The scholar folded his hands, studied Nyuk Tsin, and replied in Punti, “Well, that’s the way of China. Maybe it’s better, seeing that she’s a Hakka.” He shrugged his shoulders and turned to go, then paused and added, “Let her be known as Wu Chow’s Auntie.” Mun Ki nodded and told his wife her new name.
Dr. Whipple was perplexed by this exchange of words he could not understand, but he judged the matter under discussion was one of importance, and from the manner in which Nyuk Tsin stood, the blood of shame rising to her ears, he guessed that they were talking about her, but no one explained what was being said. Finally Mun Ki bowed. Wu Chow’s Auntie bowed. Together they recovered the poem and the name book, and when Mun Ki handed them to Nyuk Tsin to carry he touched her hand and said proudly, “We are going to have many sons.”
The scholar, for his important role in naming the Kee’s first-born, received a fee of sixty cents, and Mun Ki considered the money well spent, for he was certain that his child was properly launched; but Dr. Whipple, who was then much concerned with the manner in which his own children and grandchildren were occupying themselves in Hawaii, was even more deeply impressed by the incident.

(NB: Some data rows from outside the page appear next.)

//! Collaborator boundaries consumed by the editor session.
//!
//! The session never talks to a concrete backend, editor widget or live
//! channel; it goes through these traits. Production wires real adapters,
//! tests wire recorders.

use async_trait::async_trait;
use indexmap::IndexMap;
use serde::{Deserialize, Serialize};
use smol_str::SmolStr;
use std::sync::Arc;
use thiserror::Error;

use sandbar_model::{
    Directory, Module, ModuleCorrection, ModuleError, Sandbox, SandboxId, ShortId, TextOperation,
    UserSelection,
};

/// Failure from the persistence API.
#[derive(Debug, Clone, Error)]
pub enum ApiError {
    /// The server answered with a non-success status.
    #[error("request failed with status {status}: {message}")]
    Status {
        /// HTTP-ish status code.
        status: u16,
        /// Server-provided message.
        message: String,
    },
    /// The request never reached the server.
    #[error("transport failure: {0}")]
    Transport(String),
}

impl ApiError {
    /// True for a 404 response.
    #[must_use]
    pub fn is_not_found(&self) -> bool {
        matches!(self, ApiError::Status { status: 404, .. })
    }
}

/// Shorthand for API call results.
pub type ApiResult<T> = Result<T, ApiError>;

/// Response of a mass-create call.
#[derive(Debug, Clone, Default)]
pub struct MassCreateResponse {
    /// Modules as persisted by the server.
    pub modules: Vec<Module>,
    /// Directories as persisted by the server.
    pub directories: Vec<Directory>,
}

/// The persistence API. All records use the model shapes; failures carry an
/// HTTP-ish error object.
#[async_trait]
pub trait SandboxApi: Send + Sync {
    /// Fetches a full sandbox snapshot.
    async fn get_sandbox(&self, id: &SandboxId) -> ApiResult<Sandbox>;

    /// Forks a sandbox, returning the fork.
    async fn fork_sandbox(&self, id: &SandboxId) -> ApiResult<Sandbox>;

    /// Persists one module's code, returning the stored module.
    async fn save_module_code(&self, sandbox: &SandboxId, module: &Module) -> ApiResult<Module>;

    /// Persists several modules at once, returning the stored records.
    async fn save_modules(&self, sandbox: &SandboxId, modules: &[Module])
        -> ApiResult<Vec<Module>>;

    /// Renames a module.
    async fn save_module_title(
        &self,
        sandbox: &SandboxId,
        module: &ShortId,
        title: &str,
    ) -> ApiResult<()>;

    /// Moves a module to another directory.
    async fn save_module_directory(
        &self,
        sandbox: &SandboxId,
        module: &ShortId,
        directory: Option<&ShortId>,
    ) -> ApiResult<()>;

    /// Creates a module, returning the record with server-assigned ids.
    async fn create_module(&self, sandbox: &SandboxId, module: &Module) -> ApiResult<Module>;

    /// Deletes a module.
    async fn delete_module(&self, sandbox: &SandboxId, module: &ShortId) -> ApiResult<()>;

    /// Creates many modules and directories in one round trip.
    async fn mass_create_modules(
        &self,
        sandbox: &SandboxId,
        modules: &[Module],
        directories: &[Directory],
    ) -> ApiResult<MassCreateResponse>;

    /// Creates a directory, returning the record with server-assigned ids.
    async fn create_directory(
        &self,
        sandbox: &SandboxId,
        parent: Option<&ShortId>,
        title: &str,
    ) -> ApiResult<Directory>;

    /// Renames a directory.
    async fn save_directory_title(
        &self,
        sandbox: &SandboxId,
        directory: &ShortId,
        title: &str,
    ) -> ApiResult<()>;

    /// Moves a directory under another parent.
    async fn save_directory_directory(
        &self,
        sandbox: &SandboxId,
        directory: &ShortId,
        parent: Option<&ShortId>,
    ) -> ApiResult<()>;

    /// Deletes a directory (the server cascades to its contents).
    async fn delete_directory(&self, sandbox: &SandboxId, directory: &ShortId) -> ApiResult<()>;

    /// Fetches the environment variables.
    async fn get_environment_variables(
        &self,
        sandbox: &SandboxId,
    ) -> ApiResult<IndexMap<SmolStr, String>>;

    /// Upserts one environment variable, returning the resulting set.
    async fn save_environment_variable(
        &self,
        sandbox: &SandboxId,
        name: &str,
        value: &str,
    ) -> ApiResult<IndexMap<SmolStr, String>>;

    /// Deletes one environment variable, returning the resulting set.
    async fn delete_environment_variable(
        &self,
        sandbox: &SandboxId,
        name: &str,
    ) -> ApiResult<IndexMap<SmolStr, String>>;

    /// Persists the frozen flag.
    async fn save_frozen(&self, sandbox: &SandboxId, frozen: bool) -> ApiResult<()>;

    /// Persists the like state.
    async fn set_sandbox_liked(&self, sandbox: &SandboxId, liked: bool) -> ApiResult<()>;
}

/// A collaborator's selection as rendered by the surface.
#[derive(Debug, Clone, PartialEq, Eq)]
pub struct UserSelectionView {
    /// Live user id.
    pub user_id: SmolStr,
    /// Display name.
    pub name: SmolStr,
    /// Cursor/selection color.
    pub color: [u8; 3],
    /// Cursor and ranges.
    pub selection: UserSelection,
}

/// The embedded text-editing widget. Opaque: the session only pushes state
/// at it and receives structured edit events back.
pub trait EditorSurface: Send + Sync {
    /// Opens (or focuses) a module.
    fn open_module(&self, module: &Module);

    /// Clears the unsaved indicator for a module without touching content.
    fn revert_module(&self, module: &Module);

    /// Replaces the rendered error markers.
    fn set_errors(&self, errors: &[ModuleError]);

    /// Replaces the rendered correction markers.
    fn set_corrections(&self, corrections: &[ModuleCorrection]);

    /// Renders remote cursors/selections for a module.
    fn update_user_selections(&self, module: &Module, selections: &[UserSelectionView]);

    /// Drops the cached selection overlay of one collaborator.
    fn remove_user_selections(&self, user_id: &SmolStr);

    /// Drops every collaborator overlay.
    fn clear_user_selections(&self);

    /// Rewrites open tab paths after a rename.
    fn update_tab_paths(&self, old_path: &str, new_path: &str);

    /// Closes all open tabs.
    fn close_all_tabs(&self);

    /// Restores the default layout.
    fn reset_layout(&self);

    /// Pins the current preview tab.
    fn keep_current_tab(&self);
}

/// Identifier of a posted notification, used to dismiss it later.
pub type NotificationId = u64;

/// Urgency of a user-visible notification.
#[derive(Debug, Clone, Copy, PartialEq, Eq, Serialize, Deserialize)]
#[serde(rename_all = "snake_case")]
pub enum NotifyStatus {
    /// Confirmation of a completed action.
    Success,
    /// Neutral information.
    Notice,
    /// Something needs attention.
    Warning,
    /// An action failed.
    Error,
}

/// Transient toasts plus the one blocking modal (live-session termination).
pub trait Notifier: Send + Sync {
    /// Shows a transient toast and returns a handle for dismissal.
    fn notify(&self, status: NotifyStatus, message: &str) -> NotificationId;

    /// Removes a toast before it expires on its own.
    fn dismiss(&self, id: NotificationId);

    /// Shows a blocking modal. Reserved for session-ending conditions.
    fn modal(&self, title: &str, message: &str);
}

/// Fire-and-forget broadcasts into the live channel, plus the authorization
/// flags that decide whether local edits may be sent at all.
pub trait LiveBroadcast: Send + Sync {
    /// True while a live session is connected.
    fn is_live(&self) -> bool;

    /// True when this client is allowed to edit in the session.
    fn is_current_editor(&self) -> bool;

    /// Broadcasts a text operation for a module.
    fn send_code_update(&self, module: &ShortId, operation: &TextOperation);

    /// Broadcasts a successful module save.
    fn send_module_saved(&self, module: &Module);

    /// Broadcasts a created module.
    fn send_module_created(&self, module: &Module);

    /// Broadcasts module metadata changes (rename, move).
    fn send_module_updated(&self, module: &Module);

    /// Broadcasts a deleted module.
    fn send_module_deleted(&self, module: &ShortId);

    /// Broadcasts a created directory.
    fn send_directory_created(&self, directory: &Directory);

    /// Broadcasts directory metadata changes.
    fn send_directory_updated(&self, directory: &Directory);

    /// Broadcasts a deleted directory.
    fn send_directory_deleted(&self, directory: &ShortId);

    /// Broadcasts a mass create.
    fn send_mass_created(&self, modules: &[Module], directories: &[Directory]);

    /// Broadcasts which module this user has open.
    fn send_user_current_module(&self, module: &ShortId);

    /// Broadcasts the external resource list.
    fn send_external_resources(&self, resources: &[String]);
}

/// `LiveBroadcast` for a session that is not live: all sends are dropped.
#[derive(Debug, Clone, Copy, Default)]
pub struct DetachedLive;

impl LiveBroadcast for DetachedLive {
    fn is_live(&self) -> bool {
        false
    }

    fn is_current_editor(&self) -> bool {
        false
    }

    fn send_code_update(&self, _module: &ShortId, _operation: &TextOperation) {}
    fn send_module_saved(&self, _module: &Module) {}
    fn send_module_created(&self, _module: &Module) {}
    fn send_module_updated(&self, _module: &Module) {}
    fn send_module_deleted(&self, _module: &ShortId) {}
    fn send_directory_created(&self, _directory: &Directory) {}
    fn send_directory_updated(&self, _directory: &Directory) {}
    fn send_directory_deleted(&self, _directory: &ShortId) {}
    fn send_mass_created(&self, _modules: &[Module], _directories: &[Directory]) {}
    fn send_user_current_module(&self, _module: &ShortId) {}
    fn send_external_resources(&self, _resources: &[String]) {}
}

/// A structured edit event reported by the surface: one contiguous change.
/// Offsets count characters against the content before the edit.
#[derive(Debug, Clone, PartialEq, Eq)]
pub struct EditEvent {
    /// Start of the changed region.
    pub offset: usize,
    /// Number of removed characters.
    pub removed: usize,
    /// Replacement text.
    pub inserted: String,
}

/// The collaborator bag handed to the session on construction.
pub struct Effects {
    /// Persistence API.
    pub api: Box<dyn SandboxApi>,
    /// Editor surface.
    pub surface: Box<dyn EditorSurface>,
    /// Toast/modal sink. Shared because the live layer's reconnect debounce
    /// holds onto it from a spawned task.
    pub notifier: Arc<dyn Notifier>,
    /// Live channel.
    pub live: Box<dyn LiveBroadcast>,
}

He recognized it as symbolizing one of the strengths of the Chinese: “They exist within a hierarchy of generations. Their names tell where they belong, and remind them of their parents’ hopes for them. A Chinese lives within a defined system, and it’s a good one. No matter where he goes, his name is listed in a village, and that’s home. We Americans drift where we will. We have no name, no home, no secure address. I’d like to know more about the Chinese.”
So although he was then sixty-seven years old and preoccupied with important matters, John Whipple began his last scientific work: a study of the Chinese whom he had brought to Hawaii, and much of what we know today about those early Orientals—those strange, secret people imported to work the sugar—we know from what he wrote. It was Whipple who cast
a shadow of fear across the other sugar planters by publishing an article in the Honolulu Mail: “We are deluding ourselves if we persist in the belief that these intelligent, thrifty and hard-working people will long be content to stay upon the plantations. Their natural destiny is to work as accountants and mechanics in our cities. They will be excellent schoolteachers and I suppose some will become bankers and enterprisers of great force. As soon as their indentures are discharged, they are flocking to our cities to open stores. More and more, the commerce of our countryside will fall into their industrious hands. Therefore, it behooves us to look about and find other workmen to take care of our cane fields for us; for the Chinese are not going to persist in a condition of servitude. They will learn to read and write, and when they have done this, they will demand a share in the government of these islands.
“There may be some who decry this development, but I for one applaud it. Hawaii will be a stronger community when we use our Chinese to their fullest advantage, and just as I would never have been content to be merely a field hand, doing the same chore over and over again, so I am gratified when I see another man who, like me, is determined to better himself. At one point, when I was engaged in the business of bringing Chinese to these islands, I believed that when their indentures were discharged they would return to China. Now I am convinced that they will not do so. They have become part of Hawaii and we should encourage them to follow in our footsteps. Let them become educated. Let them initiate new industries. Let them become fellow citizens. For through them the dying Hawaiian race will be regenerated.”
Honolulu’s reaction was simple and dramatic: “The sonofabitch ought to be horsewhipped!”